**Directions for this task**
Which lines in the records below contain the word "coordinator"? Copy each one.

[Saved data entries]
* * * * * * *

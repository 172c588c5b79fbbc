//! Core traits for conversion
//!
//! Every media family is converted by one `Transcoder`. The coordinator only sees this
//! interface, so families never share behavior beyond `convert`.

use async_trait::async_trait;
use recast_core::{Artifact, ConversionError, ConversionSettings, MediaFamily, SourceFile};

use crate::progress::ProgressSink;

/// Converts files of a single media family.
#[async_trait]
pub trait Transcoder: Send + Sync {
    /// Family this transcoder is registered for
    fn family(&self) -> MediaFamily;

    /// Convert `file` to `target` (lowercase token, no leading dot).
    ///
    /// Progress is reported through `progress`; values above 99 are held back until the
    /// coordinator marks the request complete.
    async fn convert(
        &self,
        file: &SourceFile,
        target: &str,
        settings: &ConversionSettings,
        progress: &ProgressSink,
    ) -> Result<Artifact, ConversionError>;
}
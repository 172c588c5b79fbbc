use std::sync::Arc;

use async_trait::async_trait;
use recast_core::{Artifact, ConversionError, ConversionSettings, MediaFamily, SourceFile};

use crate::classifier::extension_of;
use crate::codec::{run_staged, ProbeInfo, SharedCodecEngine};
use crate::dimensions::{even_dimensions, resolve};
use crate::progress::ProgressSink;
use crate::traits::Transcoder;

/// Container formats the video family can write
#[derive(Debug, Clone, Copy, PartialEq, Eq)]
pub enum VideoTarget {
    Mp4,
    Mov,
    Mkv,
    WebM,
    Avi,
    Flv,
    Wmv,
}

/// How a target expresses the quality setting
#[derive(Debug, Clone, Copy, PartialEq, Eq)]
enum RateControl {
    /// x264 constant rate factor with a speed preset
    X264,
    /// VP9 constant quality (`-crf` with `-b:v 0`)
    Vp9,
    /// Fixed quantizer scale for the older encoders
    Quantizer,
}

impl VideoTarget {
    pub fn parse(s: &str) -> Option<Self> {
        match s {
            "mp4" => Some(VideoTarget::Mp4),
            "mov" => Some(VideoTarget::Mov),
            "mkv" => Some(VideoTarget::Mkv),
            "webm" => Some(VideoTarget::WebM),
            "avi" => Some(VideoTarget::Avi),
            "flv" => Some(VideoTarget::Flv),
            "wmv" => Some(VideoTarget::Wmv),
            _ => None,
        }
    }

    /// (video encoder, audio encoder)
    fn codecs(self) -> (&'static str, &'static str) {
        match self {
            VideoTarget::Mp4 | VideoTarget::Mov | VideoTarget::Mkv => ("libx264", "aac"),
            VideoTarget::WebM => ("libvpx-vp9", "libopus"),
            VideoTarget::Avi => ("mpeg4", "libmp3lame"),
            VideoTarget::Flv => ("flv", "aac"),
            VideoTarget::Wmv => ("wmv2", "wmav2"),
        }
    }

    fn rate_control(self) -> RateControl {
        match self {
            VideoTarget::Mp4 | VideoTarget::Mov | VideoTarget::Mkv => RateControl::X264,
            VideoTarget::WebM => RateControl::Vp9,
            VideoTarget::Avi | VideoTarget::Flv | VideoTarget::Wmv => RateControl::Quantizer,
        }
    }

    /// FFmpeg arguments for one job, without the engine's global flags.
    ///
    /// Without a requested width or height no scale filter is added and the source
    /// dimensions pass through unchanged, so an odd-sized source may be rejected by the
    /// 4:2:0 encoders. Audio is dropped with `-an` when the probe found no audio stream.
    pub fn build_args(
        self,
        input: &str,
        output: &str,
        settings: &ConversionSettings,
        preset: &str,
        probe: &ProbeInfo,
    ) -> Vec<String> {
        let (video_codec, audio_codec) = self.codecs();
        let mut args: Vec<String> = ["-i", input, "-c:v", video_codec].map(String::from).to_vec();

        match self.rate_control() {
            RateControl::X264 => {
                let crf_value = crf(settings.quality).to_string();
                args.extend(
                    [
                        "-crf",
                        crf_value.as_str(),
                        "-preset",
                        preset,
                        "-pix_fmt",
                        "yuv420p",
                    ]
                    .map(String::from),
                );
            }
            RateControl::Vp9 => {
                let crf_value = crf(settings.quality).to_string();
                args.extend(["-crf", crf_value.as_str(), "-b:v", "0"].map(String::from));
            }
            RateControl::Quantizer => {
                let q = quantizer(settings.quality).to_string();
                args.extend(["-q:v", q.as_str()].map(String::from));
            }
        }

        if let Some(filter) = scale_filter(settings, probe) {
            args.push("-vf".to_string());
            args.push(filter);
        }

        if probe.is_silent() {
            args.push("-an".to_string());
        } else {
            args.extend(["-c:a", audio_codec].map(String::from));
        }

        if matches!(self, VideoTarget::Mp4 | VideoTarget::Mov) {
            args.extend(["-movflags", "+faststart"].map(String::from));
        }

        args.push(output.to_string());
        args
    }
}

/// Constant rate factor: quality 100 maps to 0 (best), quality 1 to 50.
pub fn crf(quality: u8) -> u32 {
    ((100 - quality.clamp(1, 100) as u32) as f64 * 0.51).round() as u32
}

/// `-q:v` for mpeg4/flv/wmv2: 2 (best) to 31.
pub fn quantizer(quality: u8) -> u32 {
    (2.0 + (100 - quality.clamp(1, 100) as u32) as f64 * 29.0 / 99.0).round() as u32
}

/// Scale filter for the requested size, or `None` when no axis is set.
fn scale_filter(settings: &ConversionSettings, probe: &ProbeInfo) -> Option<String> {
    if !settings.has_target_dimensions() {
        return None;
    }

    if let Some((source_width, source_height)) = probe.dimensions() {
        let (width, height) = resolve(
            source_width,
            source_height,
            settings.width,
            settings.height,
            settings.maintain_aspect_ratio,
        );
        let (width, height) = even_dimensions(width, height);
        return Some(format!("scale={}:{}", width, height));
    }

    // Source size unknown: let the filter derive the free axis.
    let even = |v: u32| (v & !1).max(2);
    let filter = match (settings.width, settings.height) {
        (w, 0) if settings.maintain_aspect_ratio => format!("scale={}:-2", even(w)),
        (0, h) if settings.maintain_aspect_ratio => format!("scale=-2:{}", even(h)),
        (w, 0) => format!("scale={}:ih", even(w)),
        (0, h) => format!("scale=iw:{}", even(h)),
        (w, h) if settings.maintain_aspect_ratio => format!(
            "scale={}:{}:force_original_aspect_ratio=decrease:force_divisible_by=2",
            even(w),
            even(h)
        ),
        (w, h) => format!("scale={}:{}", even(w), even(h)),
    };
    Some(filter)
}

pub struct VideoTranscoder {
    engine: Arc<SharedCodecEngine>,
    preset: String,
}

impl VideoTranscoder {
    pub fn new(engine: Arc<SharedCodecEngine>, preset: impl Into<String>) -> Self {
        Self {
            engine,
            preset: preset.into(),
        }
    }
}

#[async_trait]
impl Transcoder for VideoTranscoder {
    fn family(&self) -> MediaFamily {
        MediaFamily::Video
    }

    #[tracing::instrument(skip_all, fields(file = %file.name, to = %target))]
    async fn convert(
        &self,
        file: &SourceFile,
        target: &str,
        settings: &ConversionSettings,
        progress: &ProgressSink,
    ) -> Result<Artifact, ConversionError> {
        let video_target = VideoTarget::parse(target).ok_or_else(|| {
            ConversionError::unsupported_conversion(extension_of(&file.name), target)
        })?;

        let preset = self.preset.as_str();
        let data = run_staged(&self.engine, file, target, progress, |job| {
            video_target.build_args(job.input, job.output, settings, preset, job.probe)
        })
        .await?;

        tracing::debug!(output_size = data.len(), "Video transcoded");
        Ok(Artifact::for_target(data, &file.name, target))
    }
}
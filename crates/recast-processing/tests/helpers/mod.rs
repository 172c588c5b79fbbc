//! Shared helpers for the recast-processing integration tests.
//!
//! Run with: `cargo test -p recast-processing`. Tests that need FFmpeg return early when
//! no `ffmpeg` binary is on the PATH.

#![allow(dead_code)]

pub mod fixtures;

use std::sync::{Arc, Mutex};

use recast_infra::{init_telemetry, LogFormat};
use recast_processing::ProgressSink;

/// Install a subscriber once per test binary; later calls are no-ops.
pub fn init_tracing() {
    let _ = init_telemetry(Some("recast=debug"), LogFormat::Pretty);
}

/// Whether `ffmpeg` and `ffprobe` can be executed.
pub fn ffmpeg_available() -> bool {
    ["ffmpeg", "ffprobe"].iter().all(|bin| {
        std::process::Command::new(bin)
            .arg("-version")
            .output()
            .map(|out| out.status.success())
            .unwrap_or(false)
    })
}

/// Sink recording every value it receives.
pub fn recording_sink() -> (ProgressSink, Arc<Mutex<Vec<u8>>>) {
    let seen = Arc::new(Mutex::new(Vec::new()));
    let sink = {
        let seen = seen.clone();
        ProgressSink::new(move |p| seen.lock().unwrap().push(p))
    };
    (sink, seen)
}

/// Assert `values` never decreases and stays within 0..=100.
pub fn assert_monotonic(values: &[u8]) {
    for pair in values.windows(2) {
        assert!(pair[0] <= pair[1], "progress regressed: {:?}", values);
    }
    assert!(values.iter().all(|p| *p <= 100), "progress above 100: {:?}", values);
}
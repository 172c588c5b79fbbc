//! Common request flow for engine-backed transcoders.

use recast_core::{ConversionError, SourceFile};

use crate::classifier::extension_of;
use crate::codec::engine::SharedCodecEngine;
use crate::codec::probe::ProbeInfo;
use crate::progress::ProgressSink;

const LOADED: u8 = 30;
const SETUP: u8 = 50;
const ENCODE_END: u8 = 90;
const READ_BACK: u8 = 95;

/// File names inside the engine workspace for one job
#[derive(Debug, Clone, Copy)]
pub struct StagedJob<'a> {
    pub input: &'a str,
    pub output: &'a str,
    pub probe: &'a ProbeInfo,
}

/// Load the engine, stage `file`, run the arguments built by `build_args`, and return the
/// output bytes.
///
/// Progress: 30 once the engine is loaded, 50 after staging, 50-90 while encoding, 95 after
/// the output is read back. Staged files are removed on every exit path.
pub async fn run_staged<B>(
    shared: &SharedCodecEngine,
    file: &SourceFile,
    target: &str,
    progress: &ProgressSink,
    build_args: B,
) -> Result<Vec<u8>, ConversionError>
where
    B: FnOnce(StagedJob<'_>) -> Vec<String> + Send,
{
    let engine = shared.get().await?;
    progress.report(LOADED);

    let input = engine
        .write_file(&format!("input.{}", extension_of(&file.name)), &file.data)
        .await?;
    let output = engine.reserve(&format!("output.{}", target));

    let probe = match engine.probe(&input).await {
        Ok(probe) => probe,
        Err(e) => {
            // FFmpeg reports unreadable input itself; without a probe only progress
            // granularity and source dimensions are lost.
            tracing::debug!(error = %e, "Probe failed, continuing without stream info");
            ProbeInfo::default()
        }
    };

    let args = build_args(StagedJob {
        input: input.file_name(),
        output: output.file_name(),
        probe: &probe,
    });
    progress.report(SETUP);
    tracing::debug!(
        engine_version = %engine.version(),
        duration_secs = ?probe.duration_secs,
        has_audio = probe.has_audio,
        "Running codec job"
    );

    engine
        .exec(&args, probe.duration_secs, |f| {
            progress.report_fraction(SETUP, ENCODE_END, f)
        })
        .await?;

    let data = engine.read_file(&output).await?;
    progress.report(READ_BACK);

    Ok(data)
}
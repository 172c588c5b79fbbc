//! Audio transcoding through the shared codec engine

pub mod transcoder;

pub use transcoder::{AudioTarget, AudioTranscoder};
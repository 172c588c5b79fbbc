//! Minimal pull tokenizer for the OOXML parts inside docx and xlsx packages.
//!
//! Handles elements, attributes, text, CDATA and the predefined and numeric entities.
//! Namespace prefixes are dropped from element and attribute names. Comments,
//! processing instructions and doctype declarations are skipped. A self-closing element
//! yields a `Start` immediately followed by its `End`.

#[derive(Debug, thiserror::Error)]
#[error("Malformed XML at byte {offset}: {reason}")]
pub struct XmlError {
    pub offset: usize,
    pub reason: &'static str,
}

#[derive(Debug, Clone, PartialEq)]
pub struct Element<'a> {
    pub name: &'a str,
    attrs: Vec<(&'a str, String)>,
}

impl<'a> Element<'a> {
    /// Attribute value by local name.
    pub fn attr(&self, name: &str) -> Option<&str> {
        self.attrs
            .iter()
            .find(|(key, _)| *key == name)
            .map(|(_, value)| value.as_str())
    }
}

#[derive(Debug, Clone, PartialEq)]
pub enum XmlEvent<'a> {
    Start(Element<'a>),
    End(&'a str),
    Text(String),
}

pub struct XmlReader<'a> {
    input: &'a str,
    pos: usize,
    pending_end: Option<&'a str>,
}

impl<'a> XmlReader<'a> {
    pub fn new(input: &'a str) -> Self {
        Self {
            input,
            pos: 0,
            pending_end: None,
        }
    }

    fn error(&self, reason: &'static str) -> XmlError {
        XmlError {
            offset: self.pos,
            reason,
        }
    }

    /// Skip past `terminator`, starting at the current position.
    fn skip_past(&mut self, terminator: &str, reason: &'static str) -> Result<(), XmlError> {
        match self.input[self.pos..].find(terminator) {
            Some(idx) => {
                self.pos += idx + terminator.len();
                Ok(())
            }
            None => Err(self.error(reason)),
        }
    }

    fn read_event(&mut self) -> Result<Option<XmlEvent<'a>>, XmlError> {
        if let Some(name) = self.pending_end.take() {
            return Ok(Some(XmlEvent::End(name)));
        }

        loop {
            let input = self.input;
            let rest = &input[self.pos..];
            if rest.is_empty() {
                return Ok(None);
            }

            if !rest.starts_with('<') {
                let end = rest.find('<').unwrap_or(rest.len());
                self.pos += end;
                return Ok(Some(XmlEvent::Text(decode_entities(&rest[..end]))));
            }

            if rest.starts_with("<!--") {
                self.skip_past("-->", "unterminated comment")?;
                continue;
            }

            if let Some(body) = rest.strip_prefix("<![CDATA[") {
                let end = body.find("]]>").ok_or_else(|| self.error("unterminated CDATA"))?;
                self.pos += "<![CDATA[".len() + end + "]]>".len();
                return Ok(Some(XmlEvent::Text(body[..end].to_string())));
            }

            if rest.starts_with("<?") {
                self.skip_past("?>", "unterminated processing instruction")?;
                continue;
            }

            if rest.starts_with("<!") {
                self.skip_past(">", "unterminated declaration")?;
                continue;
            }

            let end = tag_end(rest).ok_or_else(|| self.error("unterminated tag"))?;
            let tag = &rest[1..end];

            if let Some(name) = tag.strip_prefix('/') {
                self.pos += end + 1;
                return Ok(Some(XmlEvent::End(local_name(name.trim()))));
            }

            let (body, self_closing) = match tag.strip_suffix('/') {
                Some(body) => (body, true),
                None => (tag, false),
            };
            let name_end = body
                .find(|c: char| c.is_ascii_whitespace())
                .unwrap_or(body.len());
            let name = local_name(&body[..name_end]);
            if name.is_empty() {
                return Err(self.error("missing element name"));
            }
            let attrs = parse_attributes(&body[name_end..]).map_err(|reason| self.error(reason))?;

            self.pos += end + 1;
            if self_closing {
                self.pending_end = Some(name);
            }
            return Ok(Some(XmlEvent::Start(Element { name, attrs })));
        }
    }
}

impl<'a> Iterator for XmlReader<'a> {
    type Item = Result<XmlEvent<'a>, XmlError>;

    fn next(&mut self) -> Option<Self::Item> {
        match self.read_event() {
            Ok(event) => event.map(Ok),
            Err(e) => {
                // Stop after the first error.
                self.pos = self.input.len();
                Some(Err(e))
            }
        }
    }
}

/// Index of the `>` closing the tag that starts `s`, ignoring `>` inside quoted values.
fn tag_end(s: &str) -> Option<usize> {
    let mut quote: Option<char> = None;
    for (idx, c) in s.char_indices().skip(1) {
        match (quote, c) {
            (Some(q), c) if c == q => quote = None,
            (Some(_), _) => {}
            (None, '"') | (None, '\'') => quote = Some(c),
            (None, '>') => return Some(idx),
            (None, _) => {}
        }
    }
    None
}

fn local_name(name: &str) -> &str {
    match name.rfind(':') {
        Some(idx) => &name[idx + 1..],
        None => name,
    }
}

fn parse_attributes(mut s: &str) -> Result<Vec<(&str, String)>, &'static str> {
    let mut attrs = Vec::new();

    loop {
        s = s.trim_start();
        if s.is_empty() {
            return Ok(attrs);
        }

        let eq = s.find('=').ok_or("attribute without value")?;
        let name = local_name(s[..eq].trim());
        if name.is_empty() {
            return Err("attribute without name");
        }

        let value_part = s[eq + 1..].trim_start();
        let quote = value_part
            .chars()
            .next()
            .filter(|c| *c == '"' || *c == '\'')
            .ok_or("unquoted attribute value")?;
        let value_end = value_part[1..]
            .find(quote)
            .ok_or("unterminated attribute value")?;

        attrs.push((name, decode_entities(&value_part[1..1 + value_end])));
        s = &value_part[value_end + 2..];
    }
}

/// Resolve predefined and numeric character references. Unknown references are kept as
/// written.
pub fn decode_entities(raw: &str) -> String {
    if !raw.contains('&') {
        return raw.to_string();
    }

    let mut out = String::with_capacity(raw.len());
    let mut rest = raw;

    while let Some(amp) = rest.find('&') {
        out.push_str(&rest[..amp]);
        rest = &rest[amp..];

        let decoded = rest.find(';').and_then(|semi| {
            let entity = &rest[1..semi];
            let c = match entity {
                "amp" => Some('&'),
                "lt" => Some('<'),
                "gt" => Some('>'),
                "quot" => Some('"'),
                "apos" => Some('\''),
                _ => entity
                    .strip_prefix("#x")
                    .or_else(|| entity.strip_prefix("#X"))
                    .map(|hex| u32::from_str_radix(hex, 16).ok())
                    .unwrap_or_else(|| entity.strip_prefix('#').and_then(|dec| dec.parse().ok()))
                    .and_then(char::from_u32),
            };
            c.map(|c| (c, semi))
        });

        match decoded {
            Some((c, semi)) => {
                out.push(c);
                rest = &rest[semi + 1..];
            }
            None => {
                out.push('&');
                rest = &rest[1..];
            }
        }
    }

    out.push_str(rest);
    out
}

* * * * * * *

**Finished task**
//! Every media family is converted by one `Transcoder`. The coordinator only sees this
    /// coordinator marks the request complete.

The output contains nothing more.